You don’t have to have a super tight schedule, but it’s nice to know what kind of photo you will upload and when. Make sure you will interact on Instagram at least once in two days, so that Instagram will know that you are an active user and then the app will recommend you to other users.

It will get difficult to find inspiration each day, so it’s more than fine to upload once a week. To help you out, there are a lot of users that make a #bookchallenge. This will help you fill your account and will connect you with others that are doing this challenge. Examples of challenges are: make a picture of your TBR, photograph all your purple books and take a picture of your favourite book with the sky in the background.

Tip 4: Hashtags

You will probably be familiar with hashtags, you can’t go anywhere without seeing them. Same goes for bookstagram. But they really do help to put the spotlight on your pictures. Some people like to put there tags in the description. I like to put my tags in a comment under my photograph, so that my message or question in the description isn’t drowning in the tags.

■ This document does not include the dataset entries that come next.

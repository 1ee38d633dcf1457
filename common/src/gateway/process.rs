// Gateway for a persistent worker process speaking the line protocol on stdio

use super::protocol::{decode_reply, encode_signal};
use super::{WorkerGateway, WorkerLauncher, WorkerReply, WorkerSignal};
use crate::config::WorkerBinding;
use crate::errors::{ConfigurationError, DispatchError};
use async_trait::async_trait;
use std::path::{Path, PathBuf};
use std::process::Stdio;
use std::sync::atomic::{AtomicU64, Ordering};
use std::sync::Arc;
use std::time::Duration;
use tokio::io::{AsyncBufReadExt, AsyncWriteExt, BufReader};
use tokio::process::{Child, ChildStdin, ChildStdout, Command};
use tokio::sync::{Mutex, MutexGuard};
use tokio::time::timeout;
use tracing::{debug, info, instrument, warn};

struct WorkerProcess {
    child: Child,
    stdin: ChildStdin,
    stdout: BufReader<ChildStdout>,
}

/// Keeps one worker process alive and exchanges one line per signal.
///
/// The process is spawned lazily and respawned whenever it has exited, so a
/// worker may recycle itself after a number of requests. A process that
/// misses its deadline or breaks the protocol is killed and replaced on the
/// next signal.
pub struct ProcessWorkerGateway {
    name: String,
    program: PathBuf,
    args: Vec<String>,
    process: Mutex<Option<WorkerProcess>>,
    spawn_count: AtomicU64,
}

impl ProcessWorkerGateway {
    pub fn new(name: impl Into<String>, program: impl Into<PathBuf>) -> Self {
        Self {
            name: name.into(),
            program: program.into(),
            args: Vec::new(),
            process: Mutex::new(None),
            spawn_count: AtomicU64::new(0),
        }
    }

    pub fn with_args<I, S>(mut self, args: I) -> Self
    where
        I: IntoIterator<Item = S>,
        S: Into<String>,
    {
        self.args = args.into_iter().map(Into::into).collect();
        self
    }

    /// How many times a worker process has been started
    pub fn spawn_count(&self) -> u64 {
        self.spawn_count.load(Ordering::Relaxed)
    }

    fn spawn(&self) -> Result<WorkerProcess, DispatchError> {
        let mut child = Command::new(&self.program)
            .args(&self.args)
            .stdin(Stdio::piped())
            .stdout(Stdio::piped())
            .stderr(Stdio::inherit())
            .kill_on_drop(true)
            .spawn()
            .map_err(|e| {
                DispatchError::WorkerUnavailable(format!(
                    "failed to spawn {}: {}",
                    self.program.display(),
                    e
                ))
            })?;

        let stdin = child.stdin.take().ok_or_else(|| {
            DispatchError::WorkerUnavailable("worker stdin not captured".to_string())
        })?;
        let stdout = child.stdout.take().ok_or_else(|| {
            DispatchError::WorkerUnavailable("worker stdout not captured".to_string())
        })?;

        let spawned = self.spawn_count.fetch_add(1, Ordering::Relaxed) + 1;
        info!(
            worker = %self.name,
            program = %self.program.display(),
            pid = child.id(),
            spawned,
            "Worker process started"
        );

        Ok(WorkerProcess {
            child,
            stdin,
            stdout: BufReader::new(stdout),
        })
    }

    fn discard(&self, slot: &mut Option<WorkerProcess>) {
        if let Some(mut process) = slot.take() {
            warn!(worker = %self.name, pid = process.child.id(), "Discarding worker process");
            let _ = process.child.start_kill();
        }
    }

    async fn exchange(
        &self,
        slot: &mut Option<WorkerProcess>,
        signal: WorkerSignal,
    ) -> Result<WorkerReply, DispatchError> {
        if let Some(process) = slot.as_mut() {
            if let Ok(Some(status)) = process.child.try_wait() {
                info!(worker = %self.name, %status, "Worker process exited, respawning");
                *slot = None;
            }
        }

        let process = match slot.take() {
            Some(process) => slot.insert(process),
            None => slot.insert(self.spawn()?),
        };

        let line = encode_signal(&signal)?;
        process.stdin.write_all(line.as_bytes()).await?;
        process.stdin.flush().await?;

        let mut reply = String::new();
        let read = process.stdout.read_line(&mut reply).await?;
        if read == 0 {
            return Err(DispatchError::WorkerUnavailable(
                "worker closed its output".to_string(),
            ));
        }

        decode_reply(&reply)
    }
}

/// Holds the process slot for one exchange.
///
/// Unless the exchange completes, the process is discarded on drop. This also
/// covers a caller that cancels `send` (e.g. an enclosing timeout) while the
/// worker still owes a reply, so a late reply is never read by the next signal.
struct ExchangeGuard<'a> {
    gateway: &'a ProcessWorkerGateway,
    slot: MutexGuard<'a, Option<WorkerProcess>>,
    completed: bool,
}

impl Drop for ExchangeGuard<'_> {
    fn drop(&mut self) {
        if !self.completed {
            self.gateway.discard(&mut self.slot);
        }
    }
}

#[async_trait]
impl WorkerGateway for ProcessWorkerGateway {
    #[instrument(skip(self), fields(worker = %self.name))]
    async fn send(
        &self,
        deadline: Duration,
        signal: WorkerSignal,
    ) -> Result<WorkerReply, DispatchError> {
        let attempt = timeout(deadline, async {
            let mut guard = ExchangeGuard {
                gateway: self,
                slot: self.process.lock().await,
                completed: false,
            };
            let result = self.exchange(&mut guard.slot, signal).await;
            guard.completed = result.is_ok();
            result
        })
        .await;

        match attempt {
            Ok(result) => {
                debug!(ok = result.is_ok(), "Worker exchange finished");
                result
            }
            Err(_) => Err(DispatchError::Timeout(deadline)),
        }
    }
}

/// Registers workers as persistent child processes
#[derive(Debug, Clone, Default)]
pub struct ProcessWorkerLauncher {
    args: Vec<String>,
}

impl ProcessWorkerLauncher {
    pub fn new() -> Self {
        Self::default()
    }

    pub fn with_args<I, S>(mut self, args: I) -> Self
    where
        I: IntoIterator<Item = S>,
        S: Into<String>,
    {
        self.args = args.into_iter().map(Into::into).collect();
        self
    }
}

impl WorkerLauncher for ProcessWorkerLauncher {
    fn launch(
        &self,
        binding: &WorkerBinding,
    ) -> Result<Arc<dyn WorkerGateway>, ConfigurationError> {
        let program = Path::new(&binding.worker);

        // Bare program names are resolved through PATH at spawn time
        if program.components().count() > 1 && !program.exists() {
            return Err(ConfigurationError::WorkerLaunch(format!(
                "worker not found at {}",
                program.display()
            )));
        }

        let gateway = ProcessWorkerGateway::new(binding.name.clone(), program)
            .with_args(self.args.iter().cloned());
        Ok(Arc::new(gateway))
    }
}

#[cfg(all(test, unix))]
mod tests {
    use super::*;
    use tempfile::TempDir;

    fn script_gateway(dir: &TempDir, name: &str, body: &str) -> ProcessWorkerGateway {
        let path = dir.path().join(name);
        std::fs::write(&path, body).unwrap();
        ProcessWorkerGateway::new("test", "/bin/sh").with_args([path.display().to_string()])
    }

    const ECHO_OK: &str = "while read line; do echo '{\"status\":\"ok\"}'; done\n";

    #[tokio::test]
    async fn test_persistent_worker_serves_multiple_ticks() {
        let dir = tempfile::tempdir().unwrap();
        let gateway = script_gateway(&dir, "worker.sh", ECHO_OK);

        for _ in 0..3 {
            let reply = gateway
                .send(Duration::from_secs(5), WorkerSignal::Tick)
                .await
                .unwrap();
            assert_eq!(reply, WorkerReply::Ok);
        }
        assert_eq!(gateway.spawn_count(), 1);
    }

    #[tokio::test]
    async fn test_recycled_worker_is_respawned() {
        let dir = tempfile::tempdir().unwrap();
        // Serves one request, then exits like a worker hitting max_requests
        let gateway = script_gateway(&dir, "once.sh", "read line\necho '{\"status\":\"ok\"}'\n");

        gateway
            .send(Duration::from_secs(5), WorkerSignal::Tick)
            .await
            .unwrap();
        tokio::time::sleep(Duration::from_millis(200)).await;
        gateway
            .send(Duration::from_secs(5), WorkerSignal::Tick)
            .await
            .unwrap();
        assert_eq!(gateway.spawn_count(), 2);
    }

    #[tokio::test]
    async fn test_hung_worker_times_out_and_is_replaced() {
        let dir = tempfile::tempdir().unwrap();
        let gateway = script_gateway(&dir, "hang.sh", "read line\nsleep 30\n");

        let err = gateway
            .send(Duration::from_millis(300), WorkerSignal::Tick)
            .await
            .unwrap_err();
        assert!(err.is_timeout());

        let _ = gateway
            .send(Duration::from_millis(300), WorkerSignal::Tick)
            .await;
        assert_eq!(gateway.spawn_count(), 2);
    }

    /// Hangs on every request in its first incarnation, answers in later ones
    const HANG_ONCE: &str = "\
if [ -e \"$1\" ]; then
  while read line; do echo '{\"status\":\"ok\"}'; done
else
  touch \"$1\"
  while read line; do sleep 30; echo '{\"status\":\"ok\"}'; done
fi
";

    fn hang_once_gateway(dir: &TempDir) -> ProcessWorkerGateway {
        let script = dir.path().join("hang_once.sh");
        std::fs::write(&script, HANG_ONCE).unwrap();
        let marker = dir.path().join("started");
        ProcessWorkerGateway::new("test", "/bin/sh")
            .with_args([script.display().to_string(), marker.display().to_string()])
    }

    #[tokio::test]
    async fn test_cancelled_exchange_discards_process() {
        let dir = tempfile::tempdir().unwrap();
        let gateway = hang_once_gateway(&dir);

        // The caller gives up before the gateway's own deadline
        let cancelled = timeout(
            Duration::from_millis(200),
            gateway.send(Duration::from_secs(5), WorkerSignal::Tick),
        )
        .await;
        assert!(cancelled.is_err());

        let reply = gateway
            .send(Duration::from_secs(5), WorkerSignal::Tick)
            .await
            .unwrap();
        assert_eq!(reply, WorkerReply::Ok);
        assert_eq!(gateway.spawn_count(), 2);
    }

    #[tokio::test]
    async fn test_same_deadline_race_never_reuses_hung_process() {
        let dir = tempfile::tempdir().unwrap();
        let script = dir.path().join("hang.sh");
        std::fs::write(&script, "while read line; do sleep 30; done\n").unwrap();
        let gateway = ProcessWorkerGateway::new("test", "/bin/sh")
            .with_args([script.display().to_string()]);

        // Same shape as the dispatcher: whichever timeout wins, the process goes
        let deadline = Duration::from_millis(20);
        for _ in 0..20 {
            let _ = timeout(deadline, gateway.send(deadline, WorkerSignal::Tick)).await;
        }
        assert_eq!(gateway.spawn_count(), 20);
    }

    #[tokio::test]
    async fn test_garbage_reply_is_protocol_error() {
        let dir = tempfile::tempdir().unwrap();
        let gateway = script_gateway(&dir, "garbage.sh", "while read line; do echo done; done\n");

        let err = gateway
            .send(Duration::from_secs(5), WorkerSignal::Tick)
            .await
            .unwrap_err();
        assert!(matches!(err, DispatchError::Protocol(_)));
    }

    #[tokio::test]
    async fn test_missing_program_is_unavailable() {
        let gateway = ProcessWorkerGateway::new("test", "/nonexistent/worker-binary");
        let err = gateway
            .send(Duration::from_secs(1), WorkerSignal::Tick)
            .await
            .unwrap_err();
        assert!(matches!(err, DispatchError::WorkerUnavailable(_)));
    }

    #[test]
    fn test_launcher_rejects_missing_path() {
        let binding = WorkerBinding {
            worker: "/nonexistent/worker.sh".to_string(),
            name: "test".to_string(),
            num_threads: 1,
        };
        let result = ProcessWorkerLauncher::new().launch(&binding);
        assert!(matches!(result, Err(ConfigurationError::WorkerLaunch(_))));
    }

    #[test]
    fn test_launcher_accepts_bare_program_name() {
        let binding = WorkerBinding {
            worker: "worker".to_string(),
            name: "test".to_string(),
            num_threads: 1,
        };
        assert!(ProcessWorkerLauncher::new().launch(&binding).is_ok());
    }
}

When I first started, I typed all the tags out myself and hoped that I didn’t forget any. Then I found out that there are handy apps for that! There are different apps for different countries and devices, but if you go to your app store and type in ‘hashtags for Instagram’ or even just ‘tags’ it will show you the right apps. You can store your own tags and just copy and paste them at your photo. Super easy! Almost all of the apps show the most used tags too. You can use these to get your photo displayed to a bigger audience.

Tip 5: Interaction

I can’t start this last tip without going back to the tags. Through tags, you can find other people to interact with. It’s still mind blowing to see how people don’t see that they have to interact on a social medium. And yes, I was one of those people. I thought that other bookstagrammers would just happen to stumble upon my profile and start to follow me. But no. If you want to have more followers, more comments, more likes and more fun you need to do the same for other user. Go to the bookstagram tag, find the recent uploads and scroll through them. If you think a picture is good, like it. If you have something to say about the picture (for example about the book that is photographed), make a comment. I promise you, within no time, you will have more followers and you will start to understand why people are addicted to Instagram.

I hope I helped you in some way with these tips!